Aim of the task
The word "classify" marks the lines to find; copy every such line from the data below.
•••••
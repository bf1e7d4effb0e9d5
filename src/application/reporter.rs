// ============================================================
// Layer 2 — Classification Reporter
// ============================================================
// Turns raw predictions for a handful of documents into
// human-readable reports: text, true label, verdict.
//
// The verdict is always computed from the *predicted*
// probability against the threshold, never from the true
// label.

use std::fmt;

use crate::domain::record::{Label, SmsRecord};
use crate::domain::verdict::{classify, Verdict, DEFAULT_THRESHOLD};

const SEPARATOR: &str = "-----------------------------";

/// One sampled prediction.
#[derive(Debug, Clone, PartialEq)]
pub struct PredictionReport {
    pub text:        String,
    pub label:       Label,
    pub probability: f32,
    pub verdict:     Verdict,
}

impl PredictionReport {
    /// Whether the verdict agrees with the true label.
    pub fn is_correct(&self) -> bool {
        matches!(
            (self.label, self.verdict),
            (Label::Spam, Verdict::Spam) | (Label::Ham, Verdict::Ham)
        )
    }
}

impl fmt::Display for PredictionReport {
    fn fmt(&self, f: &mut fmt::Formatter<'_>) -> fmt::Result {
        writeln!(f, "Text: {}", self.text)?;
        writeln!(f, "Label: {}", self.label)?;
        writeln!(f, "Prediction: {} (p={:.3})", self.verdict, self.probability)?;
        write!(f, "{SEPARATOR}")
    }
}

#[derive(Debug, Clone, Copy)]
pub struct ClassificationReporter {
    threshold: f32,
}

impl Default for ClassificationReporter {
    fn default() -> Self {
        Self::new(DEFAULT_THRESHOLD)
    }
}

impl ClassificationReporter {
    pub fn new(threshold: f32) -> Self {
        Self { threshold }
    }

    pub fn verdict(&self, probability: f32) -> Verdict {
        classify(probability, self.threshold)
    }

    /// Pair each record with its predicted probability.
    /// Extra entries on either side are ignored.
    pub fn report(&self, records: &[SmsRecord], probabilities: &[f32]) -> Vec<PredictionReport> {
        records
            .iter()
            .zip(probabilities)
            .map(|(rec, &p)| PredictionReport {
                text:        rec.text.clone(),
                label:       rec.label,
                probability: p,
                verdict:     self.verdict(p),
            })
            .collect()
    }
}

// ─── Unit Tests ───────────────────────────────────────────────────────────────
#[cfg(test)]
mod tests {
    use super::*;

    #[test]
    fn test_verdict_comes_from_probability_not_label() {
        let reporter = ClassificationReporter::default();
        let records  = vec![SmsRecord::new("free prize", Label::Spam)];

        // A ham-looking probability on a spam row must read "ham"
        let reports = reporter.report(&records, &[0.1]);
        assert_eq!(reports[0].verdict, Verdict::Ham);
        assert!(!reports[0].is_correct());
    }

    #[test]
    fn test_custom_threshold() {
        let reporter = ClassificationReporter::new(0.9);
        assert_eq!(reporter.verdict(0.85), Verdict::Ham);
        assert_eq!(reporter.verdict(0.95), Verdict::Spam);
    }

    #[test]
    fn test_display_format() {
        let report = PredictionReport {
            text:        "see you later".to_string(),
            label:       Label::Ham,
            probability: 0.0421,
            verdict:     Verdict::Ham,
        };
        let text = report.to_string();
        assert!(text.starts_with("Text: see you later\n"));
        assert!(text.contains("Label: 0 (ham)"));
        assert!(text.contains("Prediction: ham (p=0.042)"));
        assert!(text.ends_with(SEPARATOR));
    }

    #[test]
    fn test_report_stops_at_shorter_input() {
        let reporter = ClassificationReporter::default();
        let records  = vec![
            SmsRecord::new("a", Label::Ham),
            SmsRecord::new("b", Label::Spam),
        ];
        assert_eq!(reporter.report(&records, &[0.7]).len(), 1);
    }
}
•••••
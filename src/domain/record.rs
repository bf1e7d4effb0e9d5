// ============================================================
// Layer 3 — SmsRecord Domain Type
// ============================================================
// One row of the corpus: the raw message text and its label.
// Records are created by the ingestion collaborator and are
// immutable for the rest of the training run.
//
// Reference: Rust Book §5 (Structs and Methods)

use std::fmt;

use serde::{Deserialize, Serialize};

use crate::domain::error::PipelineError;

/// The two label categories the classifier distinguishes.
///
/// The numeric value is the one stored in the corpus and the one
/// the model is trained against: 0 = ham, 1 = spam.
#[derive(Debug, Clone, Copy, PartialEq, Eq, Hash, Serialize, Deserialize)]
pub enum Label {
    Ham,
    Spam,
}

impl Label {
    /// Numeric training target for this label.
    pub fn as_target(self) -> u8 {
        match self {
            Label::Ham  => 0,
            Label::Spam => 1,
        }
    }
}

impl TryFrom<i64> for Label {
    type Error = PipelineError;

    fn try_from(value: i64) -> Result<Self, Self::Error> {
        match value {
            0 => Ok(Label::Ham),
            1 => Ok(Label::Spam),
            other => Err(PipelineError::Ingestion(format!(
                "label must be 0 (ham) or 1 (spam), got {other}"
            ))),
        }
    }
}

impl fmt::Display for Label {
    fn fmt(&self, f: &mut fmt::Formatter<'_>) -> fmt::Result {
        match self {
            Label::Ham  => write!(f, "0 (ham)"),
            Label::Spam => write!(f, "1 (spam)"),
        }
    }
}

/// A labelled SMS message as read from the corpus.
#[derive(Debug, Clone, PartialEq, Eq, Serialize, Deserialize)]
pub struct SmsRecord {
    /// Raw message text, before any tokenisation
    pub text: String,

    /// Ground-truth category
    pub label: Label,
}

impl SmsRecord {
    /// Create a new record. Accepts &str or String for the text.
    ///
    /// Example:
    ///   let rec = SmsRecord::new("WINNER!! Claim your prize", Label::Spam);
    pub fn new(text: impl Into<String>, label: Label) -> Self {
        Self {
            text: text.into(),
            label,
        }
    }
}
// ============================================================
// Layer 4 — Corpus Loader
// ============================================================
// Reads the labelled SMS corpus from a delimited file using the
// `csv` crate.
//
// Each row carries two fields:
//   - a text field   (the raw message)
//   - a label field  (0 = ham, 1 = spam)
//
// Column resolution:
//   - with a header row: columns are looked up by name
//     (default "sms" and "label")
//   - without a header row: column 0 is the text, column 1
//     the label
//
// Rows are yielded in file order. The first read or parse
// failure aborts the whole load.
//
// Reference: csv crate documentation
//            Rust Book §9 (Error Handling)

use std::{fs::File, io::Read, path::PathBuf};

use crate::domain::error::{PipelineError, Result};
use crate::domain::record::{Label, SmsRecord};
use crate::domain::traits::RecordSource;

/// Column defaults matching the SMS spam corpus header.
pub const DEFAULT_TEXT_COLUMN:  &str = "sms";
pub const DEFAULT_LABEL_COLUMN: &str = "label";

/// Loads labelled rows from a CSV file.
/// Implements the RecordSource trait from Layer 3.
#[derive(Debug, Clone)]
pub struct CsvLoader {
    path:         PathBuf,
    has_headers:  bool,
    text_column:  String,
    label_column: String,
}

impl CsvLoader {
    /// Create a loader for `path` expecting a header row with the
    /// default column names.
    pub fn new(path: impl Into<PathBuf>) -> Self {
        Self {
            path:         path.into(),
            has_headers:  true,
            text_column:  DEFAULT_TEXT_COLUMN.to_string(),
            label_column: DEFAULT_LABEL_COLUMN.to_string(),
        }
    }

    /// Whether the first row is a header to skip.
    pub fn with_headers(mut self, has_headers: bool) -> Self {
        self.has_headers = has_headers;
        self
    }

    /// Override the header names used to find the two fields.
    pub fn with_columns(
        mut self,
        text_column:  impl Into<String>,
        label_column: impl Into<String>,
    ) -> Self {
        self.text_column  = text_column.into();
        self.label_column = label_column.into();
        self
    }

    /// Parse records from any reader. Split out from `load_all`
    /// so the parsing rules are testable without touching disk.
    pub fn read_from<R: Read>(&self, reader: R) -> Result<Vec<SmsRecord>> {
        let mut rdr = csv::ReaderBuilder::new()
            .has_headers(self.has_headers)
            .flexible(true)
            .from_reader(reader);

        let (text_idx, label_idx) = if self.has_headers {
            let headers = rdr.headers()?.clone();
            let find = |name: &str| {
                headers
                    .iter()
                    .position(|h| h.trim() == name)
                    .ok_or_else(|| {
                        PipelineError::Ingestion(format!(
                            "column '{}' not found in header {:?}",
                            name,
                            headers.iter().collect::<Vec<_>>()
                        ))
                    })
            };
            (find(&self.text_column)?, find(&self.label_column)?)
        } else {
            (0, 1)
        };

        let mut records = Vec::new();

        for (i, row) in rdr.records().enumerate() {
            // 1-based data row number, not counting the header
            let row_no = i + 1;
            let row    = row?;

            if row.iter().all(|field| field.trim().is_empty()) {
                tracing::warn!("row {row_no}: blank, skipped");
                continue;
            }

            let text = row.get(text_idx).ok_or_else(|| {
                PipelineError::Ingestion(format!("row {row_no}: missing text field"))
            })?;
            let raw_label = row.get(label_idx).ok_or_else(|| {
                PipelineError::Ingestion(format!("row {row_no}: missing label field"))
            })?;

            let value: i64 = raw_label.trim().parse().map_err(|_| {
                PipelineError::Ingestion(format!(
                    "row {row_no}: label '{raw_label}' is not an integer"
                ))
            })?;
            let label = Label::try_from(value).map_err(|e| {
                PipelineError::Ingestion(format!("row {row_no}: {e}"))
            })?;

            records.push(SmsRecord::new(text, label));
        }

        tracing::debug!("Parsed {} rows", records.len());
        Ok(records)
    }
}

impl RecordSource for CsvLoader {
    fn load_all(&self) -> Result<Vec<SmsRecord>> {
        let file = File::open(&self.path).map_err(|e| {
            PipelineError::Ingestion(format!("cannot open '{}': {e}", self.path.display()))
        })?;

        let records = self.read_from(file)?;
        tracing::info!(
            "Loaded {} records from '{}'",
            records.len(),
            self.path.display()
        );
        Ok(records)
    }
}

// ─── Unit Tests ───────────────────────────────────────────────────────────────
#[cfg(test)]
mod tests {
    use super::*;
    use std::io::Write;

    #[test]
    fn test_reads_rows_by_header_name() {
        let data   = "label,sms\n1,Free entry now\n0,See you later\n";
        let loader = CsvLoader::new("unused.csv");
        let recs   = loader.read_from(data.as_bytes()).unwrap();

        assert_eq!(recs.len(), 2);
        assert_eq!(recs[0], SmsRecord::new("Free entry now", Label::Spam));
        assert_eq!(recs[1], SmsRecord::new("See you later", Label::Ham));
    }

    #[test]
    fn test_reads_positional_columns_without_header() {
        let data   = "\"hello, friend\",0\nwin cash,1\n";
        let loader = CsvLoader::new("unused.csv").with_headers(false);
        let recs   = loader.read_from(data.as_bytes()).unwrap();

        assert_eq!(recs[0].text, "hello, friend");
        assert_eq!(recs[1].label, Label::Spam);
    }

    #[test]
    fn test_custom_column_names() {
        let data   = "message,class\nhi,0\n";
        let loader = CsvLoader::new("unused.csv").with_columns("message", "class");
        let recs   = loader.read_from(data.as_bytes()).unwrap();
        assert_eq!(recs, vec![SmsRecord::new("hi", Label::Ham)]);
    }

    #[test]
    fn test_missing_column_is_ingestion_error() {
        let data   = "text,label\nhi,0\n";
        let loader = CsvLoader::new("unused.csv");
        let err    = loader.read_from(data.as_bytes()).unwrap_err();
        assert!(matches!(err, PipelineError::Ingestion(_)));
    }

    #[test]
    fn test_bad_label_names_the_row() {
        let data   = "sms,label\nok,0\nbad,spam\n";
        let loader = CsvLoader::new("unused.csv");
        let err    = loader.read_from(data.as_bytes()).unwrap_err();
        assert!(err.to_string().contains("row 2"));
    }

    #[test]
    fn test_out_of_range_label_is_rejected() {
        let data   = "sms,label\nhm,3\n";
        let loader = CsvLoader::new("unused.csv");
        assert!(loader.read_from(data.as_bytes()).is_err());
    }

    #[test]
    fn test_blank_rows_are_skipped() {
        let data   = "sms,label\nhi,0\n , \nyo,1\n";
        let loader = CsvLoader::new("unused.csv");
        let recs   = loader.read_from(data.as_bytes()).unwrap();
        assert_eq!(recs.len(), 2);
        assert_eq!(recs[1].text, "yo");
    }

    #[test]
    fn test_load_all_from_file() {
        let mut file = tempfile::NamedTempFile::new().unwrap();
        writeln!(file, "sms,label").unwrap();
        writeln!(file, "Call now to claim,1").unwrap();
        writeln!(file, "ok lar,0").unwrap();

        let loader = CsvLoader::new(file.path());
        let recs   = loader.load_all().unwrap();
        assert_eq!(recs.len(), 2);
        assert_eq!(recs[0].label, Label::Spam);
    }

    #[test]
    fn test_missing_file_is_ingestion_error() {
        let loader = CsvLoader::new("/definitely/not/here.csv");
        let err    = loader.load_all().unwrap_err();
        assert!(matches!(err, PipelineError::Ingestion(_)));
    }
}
•••••
Task output
use crate::domain::verdict::{classify, Verdict, DEFAULT_THRESHOLD};
        classify(probability, self.threshold)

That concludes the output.